- [ASSIGNMENT] Where "InvalidOtp" occurs in a line of the entries below, copy that line.

- [INPUT DATA]
-*-

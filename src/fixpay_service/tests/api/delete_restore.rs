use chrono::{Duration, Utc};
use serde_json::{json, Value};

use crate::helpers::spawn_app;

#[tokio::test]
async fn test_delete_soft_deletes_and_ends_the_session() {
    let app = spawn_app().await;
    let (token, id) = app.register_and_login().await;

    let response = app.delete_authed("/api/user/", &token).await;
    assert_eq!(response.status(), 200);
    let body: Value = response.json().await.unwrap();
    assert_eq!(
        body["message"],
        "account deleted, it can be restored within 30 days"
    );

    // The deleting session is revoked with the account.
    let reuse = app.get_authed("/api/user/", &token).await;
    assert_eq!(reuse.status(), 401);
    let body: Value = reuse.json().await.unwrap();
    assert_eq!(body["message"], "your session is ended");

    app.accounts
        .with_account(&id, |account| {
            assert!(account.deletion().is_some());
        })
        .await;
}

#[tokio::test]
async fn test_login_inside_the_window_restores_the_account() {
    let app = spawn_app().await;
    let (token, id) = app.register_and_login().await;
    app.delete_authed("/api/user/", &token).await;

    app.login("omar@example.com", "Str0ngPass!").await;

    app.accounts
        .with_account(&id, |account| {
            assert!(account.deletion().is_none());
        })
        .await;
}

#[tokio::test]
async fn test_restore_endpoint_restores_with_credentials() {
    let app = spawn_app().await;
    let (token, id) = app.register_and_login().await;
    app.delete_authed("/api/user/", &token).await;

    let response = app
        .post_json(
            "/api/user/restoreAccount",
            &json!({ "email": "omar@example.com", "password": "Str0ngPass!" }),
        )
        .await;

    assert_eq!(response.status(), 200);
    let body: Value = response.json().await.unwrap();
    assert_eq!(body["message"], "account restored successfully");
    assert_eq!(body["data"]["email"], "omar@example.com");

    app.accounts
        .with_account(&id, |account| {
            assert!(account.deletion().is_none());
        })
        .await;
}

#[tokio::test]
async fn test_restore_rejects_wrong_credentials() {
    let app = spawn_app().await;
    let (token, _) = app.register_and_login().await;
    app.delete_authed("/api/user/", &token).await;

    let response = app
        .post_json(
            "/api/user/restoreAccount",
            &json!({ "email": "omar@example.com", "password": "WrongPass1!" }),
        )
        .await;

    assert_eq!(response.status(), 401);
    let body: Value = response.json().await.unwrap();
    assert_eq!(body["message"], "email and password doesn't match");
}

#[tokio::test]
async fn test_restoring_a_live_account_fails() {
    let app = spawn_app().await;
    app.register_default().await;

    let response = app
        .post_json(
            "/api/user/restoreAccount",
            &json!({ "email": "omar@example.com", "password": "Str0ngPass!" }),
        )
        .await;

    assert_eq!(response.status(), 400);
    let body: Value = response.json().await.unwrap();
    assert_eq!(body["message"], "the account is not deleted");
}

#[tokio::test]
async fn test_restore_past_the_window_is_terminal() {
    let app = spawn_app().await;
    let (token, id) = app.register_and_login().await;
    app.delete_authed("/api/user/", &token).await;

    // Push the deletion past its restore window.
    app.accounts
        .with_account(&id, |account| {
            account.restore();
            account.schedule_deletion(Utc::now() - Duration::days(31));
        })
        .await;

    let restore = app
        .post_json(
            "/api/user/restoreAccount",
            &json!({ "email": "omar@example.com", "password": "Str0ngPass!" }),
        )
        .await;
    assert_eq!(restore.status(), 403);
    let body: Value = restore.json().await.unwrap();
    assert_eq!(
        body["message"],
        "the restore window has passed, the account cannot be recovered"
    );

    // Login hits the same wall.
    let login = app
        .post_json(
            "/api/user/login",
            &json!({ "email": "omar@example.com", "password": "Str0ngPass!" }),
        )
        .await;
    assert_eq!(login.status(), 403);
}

-*-

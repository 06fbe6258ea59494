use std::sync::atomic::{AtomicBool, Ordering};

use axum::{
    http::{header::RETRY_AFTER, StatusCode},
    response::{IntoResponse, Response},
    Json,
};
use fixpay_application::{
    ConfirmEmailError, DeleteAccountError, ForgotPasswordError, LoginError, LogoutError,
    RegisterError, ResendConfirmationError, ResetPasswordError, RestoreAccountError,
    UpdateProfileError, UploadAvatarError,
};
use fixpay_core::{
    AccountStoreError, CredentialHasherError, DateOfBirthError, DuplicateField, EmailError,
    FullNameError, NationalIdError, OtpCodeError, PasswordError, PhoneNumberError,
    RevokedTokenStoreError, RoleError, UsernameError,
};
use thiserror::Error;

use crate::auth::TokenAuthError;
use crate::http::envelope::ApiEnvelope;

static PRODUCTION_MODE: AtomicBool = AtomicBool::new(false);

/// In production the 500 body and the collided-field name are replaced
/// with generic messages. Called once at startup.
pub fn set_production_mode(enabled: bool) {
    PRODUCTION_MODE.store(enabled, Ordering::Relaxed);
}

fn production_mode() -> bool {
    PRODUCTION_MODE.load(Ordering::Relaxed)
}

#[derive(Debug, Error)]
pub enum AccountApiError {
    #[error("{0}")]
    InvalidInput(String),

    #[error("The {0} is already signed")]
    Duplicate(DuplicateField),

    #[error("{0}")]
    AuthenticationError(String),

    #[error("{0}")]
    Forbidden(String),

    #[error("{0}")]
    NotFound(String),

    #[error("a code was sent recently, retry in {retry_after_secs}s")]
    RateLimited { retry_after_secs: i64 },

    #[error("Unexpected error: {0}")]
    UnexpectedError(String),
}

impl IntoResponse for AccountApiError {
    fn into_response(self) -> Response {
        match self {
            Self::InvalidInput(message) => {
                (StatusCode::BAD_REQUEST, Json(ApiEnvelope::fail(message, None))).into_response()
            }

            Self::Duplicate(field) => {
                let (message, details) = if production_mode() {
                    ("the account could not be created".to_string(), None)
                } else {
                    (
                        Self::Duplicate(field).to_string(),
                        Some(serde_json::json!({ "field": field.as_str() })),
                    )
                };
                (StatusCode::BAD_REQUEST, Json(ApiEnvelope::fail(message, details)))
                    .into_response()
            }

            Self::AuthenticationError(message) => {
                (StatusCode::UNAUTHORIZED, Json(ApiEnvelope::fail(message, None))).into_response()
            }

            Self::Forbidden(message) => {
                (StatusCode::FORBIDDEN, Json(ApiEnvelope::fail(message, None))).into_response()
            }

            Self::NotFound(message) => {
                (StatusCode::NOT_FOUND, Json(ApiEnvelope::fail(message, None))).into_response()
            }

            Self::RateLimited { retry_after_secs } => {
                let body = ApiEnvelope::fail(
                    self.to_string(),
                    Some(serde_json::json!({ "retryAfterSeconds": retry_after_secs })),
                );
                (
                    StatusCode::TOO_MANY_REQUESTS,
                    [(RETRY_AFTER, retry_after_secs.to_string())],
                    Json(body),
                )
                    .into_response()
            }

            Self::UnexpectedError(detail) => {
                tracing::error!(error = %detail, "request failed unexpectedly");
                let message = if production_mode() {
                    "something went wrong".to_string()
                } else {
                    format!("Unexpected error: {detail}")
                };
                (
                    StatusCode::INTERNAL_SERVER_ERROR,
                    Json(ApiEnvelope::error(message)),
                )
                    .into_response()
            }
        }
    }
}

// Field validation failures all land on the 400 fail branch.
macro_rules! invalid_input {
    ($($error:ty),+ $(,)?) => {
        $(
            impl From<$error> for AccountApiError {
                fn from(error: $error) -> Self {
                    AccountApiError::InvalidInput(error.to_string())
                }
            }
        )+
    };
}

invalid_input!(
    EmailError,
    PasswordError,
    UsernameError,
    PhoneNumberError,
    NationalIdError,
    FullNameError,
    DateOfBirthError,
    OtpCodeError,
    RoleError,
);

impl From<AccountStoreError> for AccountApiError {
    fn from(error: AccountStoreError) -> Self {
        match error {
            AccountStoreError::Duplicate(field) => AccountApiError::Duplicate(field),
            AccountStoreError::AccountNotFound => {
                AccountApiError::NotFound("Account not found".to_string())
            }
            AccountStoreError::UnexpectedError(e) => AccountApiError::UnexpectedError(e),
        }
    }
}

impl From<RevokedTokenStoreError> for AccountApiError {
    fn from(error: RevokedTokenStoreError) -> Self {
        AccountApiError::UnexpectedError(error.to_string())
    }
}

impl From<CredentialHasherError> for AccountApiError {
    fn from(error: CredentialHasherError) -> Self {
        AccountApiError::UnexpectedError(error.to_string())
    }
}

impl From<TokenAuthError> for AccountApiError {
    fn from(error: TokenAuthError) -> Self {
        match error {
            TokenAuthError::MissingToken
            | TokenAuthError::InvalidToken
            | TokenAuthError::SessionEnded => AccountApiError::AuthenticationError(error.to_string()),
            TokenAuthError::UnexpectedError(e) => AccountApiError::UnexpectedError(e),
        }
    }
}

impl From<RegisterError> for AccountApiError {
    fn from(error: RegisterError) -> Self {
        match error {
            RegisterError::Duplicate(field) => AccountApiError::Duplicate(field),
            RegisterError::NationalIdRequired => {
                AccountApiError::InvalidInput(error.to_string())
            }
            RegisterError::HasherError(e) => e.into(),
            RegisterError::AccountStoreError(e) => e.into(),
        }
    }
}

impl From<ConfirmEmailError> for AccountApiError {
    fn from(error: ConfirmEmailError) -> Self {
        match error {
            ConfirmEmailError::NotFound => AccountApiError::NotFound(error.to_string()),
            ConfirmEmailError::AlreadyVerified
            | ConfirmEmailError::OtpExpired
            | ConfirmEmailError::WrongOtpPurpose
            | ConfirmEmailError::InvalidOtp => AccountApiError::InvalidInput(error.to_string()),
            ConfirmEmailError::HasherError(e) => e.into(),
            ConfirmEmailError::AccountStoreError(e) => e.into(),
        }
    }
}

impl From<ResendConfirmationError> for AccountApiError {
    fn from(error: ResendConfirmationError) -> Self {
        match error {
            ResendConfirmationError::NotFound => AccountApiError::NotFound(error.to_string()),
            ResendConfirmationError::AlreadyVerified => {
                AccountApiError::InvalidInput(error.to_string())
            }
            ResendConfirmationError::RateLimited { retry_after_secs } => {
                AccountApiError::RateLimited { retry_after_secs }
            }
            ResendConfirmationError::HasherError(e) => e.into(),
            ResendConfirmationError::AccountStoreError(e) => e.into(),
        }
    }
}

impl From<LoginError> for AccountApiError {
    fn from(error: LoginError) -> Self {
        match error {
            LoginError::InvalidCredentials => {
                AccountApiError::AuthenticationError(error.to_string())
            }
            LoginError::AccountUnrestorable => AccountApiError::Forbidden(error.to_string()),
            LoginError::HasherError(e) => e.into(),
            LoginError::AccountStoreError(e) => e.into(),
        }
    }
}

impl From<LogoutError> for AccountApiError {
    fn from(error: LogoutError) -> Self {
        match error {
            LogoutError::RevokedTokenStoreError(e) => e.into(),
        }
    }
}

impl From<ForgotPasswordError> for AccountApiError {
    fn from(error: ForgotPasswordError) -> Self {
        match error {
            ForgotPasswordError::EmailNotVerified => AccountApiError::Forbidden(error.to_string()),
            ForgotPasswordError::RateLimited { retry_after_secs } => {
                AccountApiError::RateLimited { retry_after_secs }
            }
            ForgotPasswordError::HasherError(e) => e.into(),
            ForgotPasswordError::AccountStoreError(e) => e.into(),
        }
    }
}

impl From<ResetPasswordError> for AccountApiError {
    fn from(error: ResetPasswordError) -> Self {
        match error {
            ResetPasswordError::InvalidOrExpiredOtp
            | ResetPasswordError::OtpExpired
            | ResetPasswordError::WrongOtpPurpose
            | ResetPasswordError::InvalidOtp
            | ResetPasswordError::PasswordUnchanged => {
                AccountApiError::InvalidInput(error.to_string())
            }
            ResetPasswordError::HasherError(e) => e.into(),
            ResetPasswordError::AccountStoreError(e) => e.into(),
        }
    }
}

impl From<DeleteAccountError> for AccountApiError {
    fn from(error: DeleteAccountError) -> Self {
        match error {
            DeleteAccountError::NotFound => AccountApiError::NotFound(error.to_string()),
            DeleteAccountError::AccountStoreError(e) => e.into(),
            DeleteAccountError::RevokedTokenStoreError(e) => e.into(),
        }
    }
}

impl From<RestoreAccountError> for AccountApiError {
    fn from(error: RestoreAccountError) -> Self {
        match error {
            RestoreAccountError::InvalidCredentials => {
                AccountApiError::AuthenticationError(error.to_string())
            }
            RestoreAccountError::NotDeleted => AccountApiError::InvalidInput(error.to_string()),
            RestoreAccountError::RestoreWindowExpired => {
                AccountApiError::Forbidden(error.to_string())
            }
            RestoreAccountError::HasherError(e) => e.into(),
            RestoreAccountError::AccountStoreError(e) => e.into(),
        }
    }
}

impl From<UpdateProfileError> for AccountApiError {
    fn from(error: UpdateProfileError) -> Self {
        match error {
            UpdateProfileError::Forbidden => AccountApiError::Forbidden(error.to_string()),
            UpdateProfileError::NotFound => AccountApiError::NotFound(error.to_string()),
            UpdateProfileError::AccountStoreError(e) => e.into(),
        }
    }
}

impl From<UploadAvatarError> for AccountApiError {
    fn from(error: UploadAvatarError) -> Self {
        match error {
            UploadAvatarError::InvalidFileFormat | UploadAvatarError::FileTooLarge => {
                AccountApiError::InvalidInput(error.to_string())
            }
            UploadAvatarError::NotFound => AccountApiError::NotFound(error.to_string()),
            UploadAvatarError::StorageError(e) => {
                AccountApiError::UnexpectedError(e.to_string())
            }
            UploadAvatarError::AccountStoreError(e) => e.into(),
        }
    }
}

-*-

- [RESULT OF THE TASK]
            | ConfirmEmailError::InvalidOtp => AccountApiError::InvalidInput(error.to_string()),
            | ResetPasswordError::InvalidOtp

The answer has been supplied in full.